Early Christian commentators on Genesis never make the association of Joseph's granaries with the Pyramids in Egypt; nor do Jewish commentators. Jean-Antoine Letronne (1787-1848), the successor to Jean-François Champollion at the Collège de France, thought the ultimate source was the Jewish community at Alexandria: "As for the idea that Joseph was the author of these granaries, it is due, I think, to the Alexandrian Jews, who showed themselves always very jealous of linking the history of Egypt to theirs, and to have the Hebrews play a role in this country." However, the first actual evidence of the use of the phrase is found in the early travel narratives of pilgrims to the Holy Land. The female Christian traveler Egeria records that on her visit between 381 and 384 AD, "in the twelve-mile stretch between Memphis and Babylonia [= Old Cairo] are many pyramids, which Joseph made in order to store corn." Ten years later the usage is confirmed in the anonymous travelogue of seven monks that set out from Jerusalem to visit the famous ascetics in Egypt, wherein they report that they "saw Joseph's granaries, where he stored grain in biblical times." This late 4th-century usage is further confirmed in a geographical treatise of Julius Honorius, perhaps written as early as 376 AD, which explains that the Pyramids were called the "granaries of Joseph" (horrea Ioseph). This reference from Julius is important, for it indicates that the identification was starting to spread out from pilgrims' travelogues.

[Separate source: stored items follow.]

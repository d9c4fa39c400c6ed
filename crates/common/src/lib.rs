// ================
// common/src/lib.rs
// ================
//! Common types and structures
//! shared between the mdwiki backend library and binary.
//! This module defines the stored document shapes and the HTTP payloads.

use chrono::{DateTime, Utc};
use serde::{Deserialize, Serialize};

/// Access level of a wiki account
#[derive(Serialize, Deserialize, Debug, Clone, Copy, PartialEq, Eq)]
#[serde(rename_all = "lowercase")]
pub enum AccessLevel {
    /// May read pages and archives
    Viewer,
    /// May also create and edit pages
    Writer,
}

impl AccessLevel {
    /// Parse the wire form (`"viewer"` / `"writer"`).
    pub fn parse(value: &str) -> Option<Self> {
        match value {
            "viewer" => Some(AccessLevel::Viewer),
            "writer" => Some(AccessLevel::Writer),
            _ => None,
        }
    }

    pub fn as_str(self) -> &'static str {
        match self {
            AccessLevel::Viewer => "viewer",
            AccessLevel::Writer => "writer",
        }
    }
}

/// Author/time stamp attached to page creation and every update
#[derive(Serialize, Deserialize, Debug, Clone, PartialEq)]
pub struct Stamp {
    /// Account id of the author
    pub by: String,
    /// UTC time of the action
    pub date: DateTime<Utc>,
}

/// A stored wiki page
#[derive(Serialize, Deserialize, Debug, Clone, PartialEq)]
pub struct Page {
    /// Primary key; either a generated token or the title itself,
    /// depending on configuration
    pub id: String,
    pub title: String,
    /// Markup source text
    pub content: String,
    /// Last update stamp
    pub update: Stamp,
    /// Creation stamp; never changes after insert
    pub create: Stamp,
}

/// A stored wiki account
#[derive(Serialize, Deserialize, Debug, Clone)]
pub struct User {
    /// Primary key, an email-like string
    pub id: String,
    /// Display name
    pub name: String,
    /// Versioned password hash (`$1$...`), never plaintext
    pub password: String,
    pub level: AccessLevel,
}

/// Immutable snapshot of a page taken before an update overwrote it
#[derive(Serialize, Deserialize, Debug, Clone)]
pub struct ArchiveEntry {
    /// Generated archive id
    pub id: String,
    /// UTC time the snapshot was taken
    pub date: DateTime<Utc>,
    /// The pre-update page document
    pub data: Page,
    /// Id of the page the snapshot came from
    pub page_id: String,
}

/// Per-field set-or-leave-unchanged patch applied by a page update
#[derive(Serialize, Deserialize, Debug, Clone, Default)]
pub struct PagePatch {
    /// New title, or `None` to keep the current one
    pub title: Option<String>,
    /// New content, or `None` to keep the current one
    pub content: Option<String>,
}

impl PagePatch {
    pub fn title(value: impl Into<String>) -> Self {
        Self {
            title: Some(value.into()),
            content: None,
        }
    }

    pub fn content(value: impl Into<String>) -> Self {
        Self {
            title: None,
            content: Some(value.into()),
        }
    }
}

/// Body of `POST /login`
#[derive(Serialize, Deserialize, Debug, Clone)]
pub struct LoginRequest {
    pub email: String,
    pub password: String,
    /// IANA timezone name reported by the browser, echoed back on reads
    #[serde(default = "default_timezone")]
    pub timezone: String,
}

fn default_timezone() -> String {
    "UTC".to_string()
}

/// Body of `POST /pages`
#[derive(Serialize, Deserialize, Debug, Clone)]
pub struct PageCreateRequest {
    pub title: String,
    pub content: String,
}

/// Body of `PUT /pages/{id}`; omitted fields keep their current value
#[derive(Serialize, Deserialize, Debug, Clone)]
pub struct PageUpdateRequest {
    pub title: Option<String>,
    pub content: Option<String>,
}

/// Body of `POST /users`
#[derive(Serialize, Deserialize, Debug, Clone)]
pub struct UserCreateRequest {
    pub email: String,
    pub name: String,
    pub password: String,
    pub password_confirm: String,
    /// Defaults to `writer`, matching the provisioning form
    pub level: Option<String>,
}

/// Body of `PUT /users/me`
#[derive(Serialize, Deserialize, Debug, Clone)]
pub struct UserUpdateRequest {
    pub password: String,
    pub password_confirm: String,
}

/// Body of `DELETE /archives`
#[derive(Serialize, Deserialize, Debug, Clone)]
pub struct ArchivePurgeRequest {
    pub archive_ids: Vec<String>,
}

/// Listing form of a page (index and latest-pages views)
#[derive(Serialize, Deserialize, Debug, Clone)]
pub struct PageSummary {
    pub id: String,
    pub title: String,
    pub update: Stamp,
}

impl From<&Page> for PageSummary {
    fn from(page: &Page) -> Self {
        Self {
            id: page.id.clone(),
            title: page.title.clone(),
            update: page.update.clone(),
        }
    }
}

/// A page as returned to clients, with the rendered HTML fragment
#[derive(Serialize, Deserialize, Debug, Clone)]
pub struct PageView {
    pub id: String,
    pub title: String,
    pub content: String,
    pub html: String,
    pub update: Stamp,
    pub create: Stamp,
    /// Display name of the last updater
    pub author_name: String,
}

/// One ranked search result
#[derive(Serialize, Deserialize, Debug, Clone)]
pub struct SearchHit {
    pub id: String,
    pub title: String,
    /// Final relevance points after the AND/OR/NOT stages
    pub points: i64,
}

/// Response of `GET /search`
#[derive(Serialize, Deserialize, Debug, Clone)]
pub struct SearchResponse {
    pub results: Vec<SearchHit>,
    pub count: usize,
    /// Wall-clock seconds the scoring took
    pub seconds: f64,
    /// The raw query as submitted
    pub query: String,
}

Beginning in the early 6th century, commentators on the orations of Gregory of Nazianzus record that it was known there were competing explanations for the purpose of the Pyramids. For example, Pseudo-Nonnus writes: "The Pyramids are themselves worthy of viewing, and were built in Egypt at great expense. The Christians say they are the granaries of Joseph, but the Greeks, among whom is Herodotus, that they are the tombs of certain kings." In the 8th century Bishop Cosmas of Jerusalem repeats this almost verbatim; and also, less closely, Nicetas of Heraclea in the later 11th century. In the late 6th century Gregory of Tours recorded the kind of reasoning that made the idea seem plausible to those who had never traveled to the sites themselves: in Babylonia "Joseph built wonderful granaries of squared stone and rubble. They are wide at the base and narrow at the top in order that the wheat might be cast into them through a tiny opening."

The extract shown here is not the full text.